→ **Supplied data**

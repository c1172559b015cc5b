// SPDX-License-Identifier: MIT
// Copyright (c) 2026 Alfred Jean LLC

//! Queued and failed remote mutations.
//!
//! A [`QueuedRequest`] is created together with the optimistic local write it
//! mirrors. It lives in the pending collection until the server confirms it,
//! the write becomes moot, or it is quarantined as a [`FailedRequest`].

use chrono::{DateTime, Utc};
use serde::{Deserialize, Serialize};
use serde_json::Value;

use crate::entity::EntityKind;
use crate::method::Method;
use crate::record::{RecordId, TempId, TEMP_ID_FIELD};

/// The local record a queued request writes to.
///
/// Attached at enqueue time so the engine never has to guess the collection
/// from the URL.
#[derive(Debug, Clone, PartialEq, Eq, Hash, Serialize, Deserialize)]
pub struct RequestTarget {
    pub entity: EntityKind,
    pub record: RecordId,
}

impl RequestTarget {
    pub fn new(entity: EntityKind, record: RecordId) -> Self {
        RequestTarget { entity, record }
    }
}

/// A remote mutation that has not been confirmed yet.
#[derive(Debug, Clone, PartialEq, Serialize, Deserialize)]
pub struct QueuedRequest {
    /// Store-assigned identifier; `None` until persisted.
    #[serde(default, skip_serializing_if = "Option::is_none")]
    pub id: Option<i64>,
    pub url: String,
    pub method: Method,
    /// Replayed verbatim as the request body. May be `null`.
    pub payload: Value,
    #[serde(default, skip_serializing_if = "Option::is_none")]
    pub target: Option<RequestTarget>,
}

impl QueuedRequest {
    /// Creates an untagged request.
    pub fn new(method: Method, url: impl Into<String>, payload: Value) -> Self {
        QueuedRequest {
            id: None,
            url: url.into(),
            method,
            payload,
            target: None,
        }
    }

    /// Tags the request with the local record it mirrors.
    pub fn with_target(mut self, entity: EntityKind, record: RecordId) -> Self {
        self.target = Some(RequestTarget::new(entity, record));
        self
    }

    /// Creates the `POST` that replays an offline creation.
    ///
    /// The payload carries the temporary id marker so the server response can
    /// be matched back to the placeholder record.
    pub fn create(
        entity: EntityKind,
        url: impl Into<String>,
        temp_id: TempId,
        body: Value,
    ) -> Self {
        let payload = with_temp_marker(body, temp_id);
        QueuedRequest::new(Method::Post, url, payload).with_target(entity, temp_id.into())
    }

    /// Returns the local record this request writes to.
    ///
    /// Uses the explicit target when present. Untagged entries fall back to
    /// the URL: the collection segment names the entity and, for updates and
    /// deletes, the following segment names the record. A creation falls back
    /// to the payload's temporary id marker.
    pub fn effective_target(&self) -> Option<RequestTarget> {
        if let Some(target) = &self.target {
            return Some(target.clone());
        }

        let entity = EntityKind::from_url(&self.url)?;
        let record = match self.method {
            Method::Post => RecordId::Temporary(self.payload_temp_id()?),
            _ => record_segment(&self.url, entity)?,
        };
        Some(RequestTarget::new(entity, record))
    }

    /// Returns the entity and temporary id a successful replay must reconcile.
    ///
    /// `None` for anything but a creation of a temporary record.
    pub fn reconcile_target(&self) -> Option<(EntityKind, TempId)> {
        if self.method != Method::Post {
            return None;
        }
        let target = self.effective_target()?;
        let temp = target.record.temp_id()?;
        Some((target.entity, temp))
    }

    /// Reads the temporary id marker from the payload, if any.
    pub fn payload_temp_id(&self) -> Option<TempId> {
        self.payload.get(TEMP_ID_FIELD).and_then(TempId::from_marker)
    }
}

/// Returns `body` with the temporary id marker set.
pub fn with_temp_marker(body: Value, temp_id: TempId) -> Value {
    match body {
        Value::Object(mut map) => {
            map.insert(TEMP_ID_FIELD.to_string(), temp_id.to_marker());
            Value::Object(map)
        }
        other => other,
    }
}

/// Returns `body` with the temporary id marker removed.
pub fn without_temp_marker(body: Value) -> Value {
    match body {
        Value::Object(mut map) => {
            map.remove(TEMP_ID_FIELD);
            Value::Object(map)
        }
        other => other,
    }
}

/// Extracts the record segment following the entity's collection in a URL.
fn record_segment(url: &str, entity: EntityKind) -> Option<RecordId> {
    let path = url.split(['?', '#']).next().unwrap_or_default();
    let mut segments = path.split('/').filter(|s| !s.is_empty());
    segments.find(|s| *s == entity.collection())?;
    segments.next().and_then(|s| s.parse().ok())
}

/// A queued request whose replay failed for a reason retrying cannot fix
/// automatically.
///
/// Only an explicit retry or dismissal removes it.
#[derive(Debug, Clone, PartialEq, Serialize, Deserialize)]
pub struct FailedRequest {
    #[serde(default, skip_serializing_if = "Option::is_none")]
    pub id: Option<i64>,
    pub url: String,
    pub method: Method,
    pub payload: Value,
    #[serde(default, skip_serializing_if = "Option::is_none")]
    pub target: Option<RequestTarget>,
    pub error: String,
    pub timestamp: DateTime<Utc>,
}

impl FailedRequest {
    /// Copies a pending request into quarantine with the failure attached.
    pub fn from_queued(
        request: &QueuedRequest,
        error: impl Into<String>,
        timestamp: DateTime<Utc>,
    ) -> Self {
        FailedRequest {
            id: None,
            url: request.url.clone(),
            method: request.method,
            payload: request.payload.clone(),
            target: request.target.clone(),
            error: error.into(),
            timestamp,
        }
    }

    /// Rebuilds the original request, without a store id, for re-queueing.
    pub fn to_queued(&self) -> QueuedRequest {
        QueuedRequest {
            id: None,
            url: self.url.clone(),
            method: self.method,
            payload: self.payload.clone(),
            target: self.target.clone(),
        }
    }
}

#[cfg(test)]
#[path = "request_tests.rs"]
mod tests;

→ **Task**
In this exercise, you retype all of the data exactly as it appears above.

→ **Worked solution**
repository c1172559b015cc5b
// SPDX-License-Identifier: MIT
// Copyright (c) 2026 Alfred Jean LLC

//! Queued and failed remote mutations.
//!
//! A [`QueuedRequest`] is created together with the optimistic local write it
//! mirrors. It lives in the pending collection until the server confirms it,
//! the write becomes moot, or it is quarantined as a [`FailedRequest`].

use chrono::{DateTime, Utc};
use serde::{Deserialize, Serialize};
use serde_json::Value;

use crate::entity::EntityKind;
use crate::method::Method;
use crate::record::{RecordId, TempId, TEMP_ID_FIELD};

/// The local record a queued request writes to.
///
/// Attached at enqueue time so the engine never has to guess the collection
/// from the URL.
#[derive(Debug, Clone, PartialEq, Eq, Hash, Serialize, Deserialize)]
pub struct RequestTarget {
    pub entity: EntityKind,
    pub record: RecordId,
}

impl RequestTarget {
    pub fn new(entity: EntityKind, record: RecordId) -> Self {
        RequestTarget { entity, record }
    }
}

/// A remote mutation that has not been confirmed yet.
#[derive(Debug, Clone, PartialEq, Serialize, Deserialize)]
pub struct QueuedRequest {
    /// Store-assigned identifier; `None` until persisted.
    #[serde(default, skip_serializing_if = "Option::is_none")]
    pub id: Option<i64>,
    pub url: String,
    pub method: Method,
    /// Replayed verbatim as the request body. May be `null`.
    pub payload: Value,
    #[serde(default, skip_serializing_if = "Option::is_none")]
    pub target: Option<RequestTarget>,
}

impl QueuedRequest {
    /// Creates an untagged request.
    pub fn new(method: Method, url: impl Into<String>, payload: Value) -> Self {
        QueuedRequest {
            id: None,
            url: url.into(),
            method,
            payload,
            target: None,
        }
    }

    /// Tags the request with the local record it mirrors.
    pub fn with_target(mut self, entity: EntityKind, record: RecordId) -> Self {
        self.target = Some(RequestTarget::new(entity, record));
        self
    }

    /// Creates the `POST` that replays an offline creation.
    ///
    /// The payload carries the temporary id marker so the server response can
    /// be matched back to the placeholder record.
    pub fn create(
        entity: EntityKind,
        url: impl Into<String>,
        temp_id: TempId,
        body: Value,
    ) -> Self {
        let payload = with_temp_marker(body, temp_id);
        QueuedRequest::new(Method::Post, url, payload).with_target(entity, temp_id.into())
    }

    /// Returns the local record this request writes to.
    ///
    /// Uses the explicit target when present. Untagged entries fall back to
    /// the URL: the collection segment names the entity and, for updates and
    /// deletes, the following segment names the record. A creation falls back
    /// to the payload's temporary id marker.
    pub fn effective_target(&self) -> Option<RequestTarget> {
        if let Some(target) = &self.target {
            return Some(target.clone());
        }

        let entity = EntityKind::from_url(&self.url)?;
        let record = match self.method {
            Method::Post => RecordId::Temporary(self.payload_temp_id()?),
            _ => record_segment(&self.url, entity)?,
        };
        Some(RequestTarget::new(entity, record))
    }

    /// Returns the entity and temporary id a successful replay must reconcile.
    ///
    /// `None` for anything but a creation of a temporary record.
    pub fn reconcile_target(&self) -> Option<(EntityKind, TempId)> {
        if self.method != Method::Post {
            return None;
        }
        let target = self.effective_target()?;
        let temp = target.record.temp_id()?;
        Some((target.entity, temp))
    }

    /// Reads the temporary id marker from the payload, if any.
    pub fn payload_temp_id(&self) -> Option<TempId> {
        self.payload.get(TEMP_ID_FIELD).and_then(TempId::from_marker)
    }
}

/// Returns `body` with the temporary id marker set.
pub fn with_temp_marker(body: Value, temp_id: TempId) -> Value {
    match body {
        Value::Object(mut map) => {
            map.insert(TEMP_ID_FIELD.to_string(), temp_id.to_marker());
            Value::Object(map)
        }
        other => other,
    }
}

/// Returns `body` with the temporary id marker removed.
pub fn without_temp_marker(body: Value) -> Value {
    match body {
        Value::Object(mut map) => {
            map.remove(TEMP_ID_FIELD);
            Value::Object(map)
        }
        other => other,
    }
}

/// Extracts the record segment following the entity's collection in a URL.
fn record_segment(url: &str, entity: EntityKind) -> Option<RecordId> {
    let path = url.split(['?', '#']).next().unwrap_or_default();
    let mut segments = path.split('/').filter(|s| !s.is_empty());
    segments.find(|s| *s == entity.collection())?;
    segments.next().and_then(|s| s.parse().ok())
}

/// A queued request whose replay failed for a reason retrying cannot fix
/// automatically.
///
/// Only an explicit retry or dismissal removes it.
#[derive(Debug, Clone, PartialEq, Serialize, Deserialize)]
pub struct FailedRequest {
    #[serde(default, skip_serializing_if = "Option::is_none")]
    pub id: Option<i64>,
    pub url: String,
    pub method: Method,
    pub payload: Value,
    #[serde(default, skip_serializing_if = "Option::is_none")]
    pub target: Option<RequestTarget>,
    pub error: String,
    pub timestamp: DateTime<Utc>,
}

impl FailedRequest {
    /// Copies a pending request into quarantine with the failure attached.
    pub fn from_queued(
        request: &QueuedRequest,
        error: impl Into<String>,
        timestamp: DateTime<Utc>,
    ) -> Self {
        FailedRequest {
            id: None,
            url: request.url.clone(),
            method: request.method,
            payload: request.payload.clone(),
            target: request.target.clone(),
            error: error.into(),
            timestamp,
        }
    }

    /// Rebuilds the original request, without a store id, for re-queueing.
    pub fn to_queued(&self) -> QueuedRequest {
        QueuedRequest {
            id: None,
            url: self.url.clone(),
            method: self.method,
            payload: self.payload.clone(),
            target: self.target.clone(),
        }
    }
}

#[cfg(test)]
#[path = "request_tests.rs"]
mod tests;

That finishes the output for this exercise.